Genre: Fiction; Thriller
Note: There are NO spoilers in this review. When discussing in the comments, please provide a spoiler warning if needed.
Rating: ⭐⭐⭐ / 5
I had high hopes starting Invisible Girl by Lisa Jewell. I read her novel And Then She Was Gone and absolutely loved it. Unfortunately, this time around didn’t do it for me and left me wanting more from the story. It’s marked as a thriller, but mostly it’s just a story about a few people keeping mildly interesting secrets to themselves until “the big reveal”.
Invisible Girl is a weird and winding story about Owen Pick, a 30-year-old living in his aunt’s spare bedroom; Saffyre Maddox, a girl stalking her ex-therapist; and the Fours family.
Everyone around Owen expects the worst and his life is beginning to fall apart. He’s pushed to his final breaking point after he’s identified as the last person to see Saffyre Maddox alive before she disappeared. Owen’s plot line is one of the more interesting parts of the novel, but for the first third of the book I hated it. In a time of frustration, Owen turns to the incel message boards. I was expecting that to take a different path, but it didn’t go as I predicted, which ultimately redeemed Owen as a character for me.
Then there is Saffyre Maddox. Mysteriously disappeared, stalking her ex-psychologist, and holding a secret she’s afraid to tell anyone. Once she confides in an unexpected confidant, her story begins to unfold and ultimately leads to her disappearance. I think a lot of girls and women will be able to identify with Saffyre’s story. While I did like this character, I just found the reasons around her disappearance a little over-dramatic and a let down after the build up of the entire novel.
“It’s amazing how boring you can get away with being when you’re pretty. No one seems to notice. When you’re pretty everyone just assumes you must have a great life. People are so short-sighted, sometimes. People are so stupid.”

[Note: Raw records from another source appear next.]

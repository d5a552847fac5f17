//! Motor de comandos y mensajes: transcript ordenado, ayuda local y una única
//! petición en vuelo hacia el supervisor.

use std::sync::{Mutex, MutexGuard, PoisonError};

use tracing::{error, info, warn};

use crate::api::BackendClient;
use crate::help;
use crate::models::{Message, SupervisorReply, SOURCE_UNKNOWN};
use crate::render::{self, RenderedTranscript};

const NO_RESPONSE: &str = "Sin respuesta del supervisor.";

/// Resultado de un envío, para que la capa de UI sepa qué ha pasado.
#[derive(Debug, Clone, Copy, PartialEq, Eq)]
pub enum SubmitOutcome {
    /// Entrada vacía: no se hace nada.
    Ignored,
    /// Ya hay una petición en vuelo: no se toca el transcript.
    Busy,
    /// Resuelto localmente con la ayuda estática.
    Help,
    Replied,
    Failed,
}

#[derive(Debug, Default)]
struct ChatState {
    transcript: Vec<Message>,
    pending: bool,
    draft: String,
}

pub struct ChatSession {
    client: BackendClient,
    state: Mutex<ChatState>,
}

/// Libera el indicador `pending` en cualquier salida, incluida la cancelación del future.
struct PendingGuard<'a> {
    state: &'a Mutex<ChatState>,
}

impl Drop for PendingGuard<'_> {
    fn drop(&mut self) {
        self.state
            .lock()
            .unwrap_or_else(PoisonError::into_inner)
            .pending = false;
    }
}

impl ChatSession {
    pub fn new(client: BackendClient) -> Self {
        Self {
            client,
            state: Mutex::new(ChatState::default()),
        }
    }

    fn lock(&self) -> MutexGuard<'_, ChatState> {
        self.state.lock().unwrap_or_else(PoisonError::into_inner)
    }

    pub fn transcript(&self) -> Vec<Message> {
        self.lock().transcript.clone()
    }

    pub fn is_pending(&self) -> bool {
        self.lock().pending
    }

    pub fn draft(&self) -> String {
        self.lock().draft.clone()
    }

    pub fn set_draft(&self, text: impl Into<String>) {
        self.lock().draft = text.into();
    }

    pub fn render(&self) -> RenderedTranscript {
        render::render(&self.lock().transcript)
    }

    /// Envía una tarea escrita por el usuario.
    ///
    /// La ayuda (`git: help`, `research: help`) se resuelve antes de cualquier E/S.
    /// El resto de tareas se envían al supervisor; la respuesta o el error se
    /// añaden al transcript como un único mensaje.
    pub async fn submit(&self, task: &str) -> SubmitOutcome {
        if task.trim().is_empty() {
            return SubmitOutcome::Ignored;
        }

        {
            let mut state = self.lock();
            if state.pending {
                warn!("Envío ignorado: ya hay una petición en curso");
                return SubmitOutcome::Busy;
            }
            state.transcript.push(Message::user(task));

            if let Some(entry) = help::match_help(task) {
                info!("Ayuda local para '{}'", entry.namespace);
                state
                    .transcript
                    .push(Message::agent(entry.content, Some(entry.source.to_string())));
                return SubmitOutcome::Help;
            }

            state.draft.clear();
            state.pending = true;
        }

        let guard = PendingGuard { state: &self.state };
        self.dispatch(task, guard).await
    }

    /// Ejecuta el comando de un marcador de fichero. No pasa por la ayuda local
    /// y deja constancia del comando con un mensaje de sistema.
    pub async fn activate_file_link(&self, command: &str) -> SubmitOutcome {
        if command.trim().is_empty() {
            return SubmitOutcome::Ignored;
        }

        {
            let mut state = self.lock();
            if state.pending {
                warn!("Marcador ignorado: ya hay una petición en curso");
                return SubmitOutcome::Busy;
            }
            state
                .transcript
                .push(Message::system(format!("Ejecutando: {command}")));
            state.pending = true;
        }

        let guard = PendingGuard { state: &self.state };
        self.dispatch(command, guard).await
    }

    async fn dispatch(&self, task: &str, _guard: PendingGuard<'_>) -> SubmitOutcome {
        let (message, outcome) = match self.client.ask_supervisor(task).await {
            Ok(reply) => {
                let message = reply_message(reply);
                info!("Respuesta recibida de '{}'", message.source_tag());
                (message, SubmitOutcome::Replied)
            }
            Err(err) => {
                error!("Error contactando con el supervisor: {err}");
                (
                    Message::error(format!("Error al contactar con el supervisor: {err}")),
                    SubmitOutcome::Failed,
                )
            }
        };

        self.lock().transcript.push(message);
        outcome
    }
}

fn reply_message(reply: SupervisorReply) -> Message {
    let content = reply
        .content
        .filter(|c| !c.is_empty())
        .or(reply.error.filter(|e| !e.is_empty()))
        .unwrap_or_else(|| NO_RESPONSE.to_string());
    let source = reply
        .source
        .filter(|s| !s.trim().is_empty())
        .unwrap_or_else(|| SOURCE_UNKNOWN.to_string());
    Message::agent(content, Some(source))
}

Lisa Jewell, Invisible Girl
And last, but certainly not least, we have the Fours Family. From the start of the novel I hated the father of the family – Roan. I typically assume the worst in men, and in his case I was right. Everyone in the family has secrets of their own and enough gaslighting to go around.
And I can’t mention Roan without calling out his wife Cate. While I did like Cate, she’s your stereotypical nosey neighbor who can’t just leave people alone. She’s watching, listening, and ultimately drawing shit conclusions about people she doesn’t even know. If not for her drawing conclusions about her “weird neighbor” the story would have unfolded differently.
This entire novel is about three or four plot lines all tangled together by a handful of events, mostly centered around the night Saffyre Maddox disappeared. While it works, it almost doesn’t. It feels like Lisa Jewell forced the weaving of these characters and it doesn’t feel natural to me.
And, of course, you know if you’ve read any of my other reviews – I can’t stand a thriller where everything works out perfectly in the end. The characters get the resolution they want/should expect with all of the loss being in the court of our “bad guys”. Maybe I’m terrible for wanting the characters, even the good ones, to suffer a little, but here we are.
If you want to read a thriller by Lisa Jewell, I will recommend And Then She Was Gone a million times over Invisible Girl. This one didn’t hit the mark for me, and I don’t think it will for many others.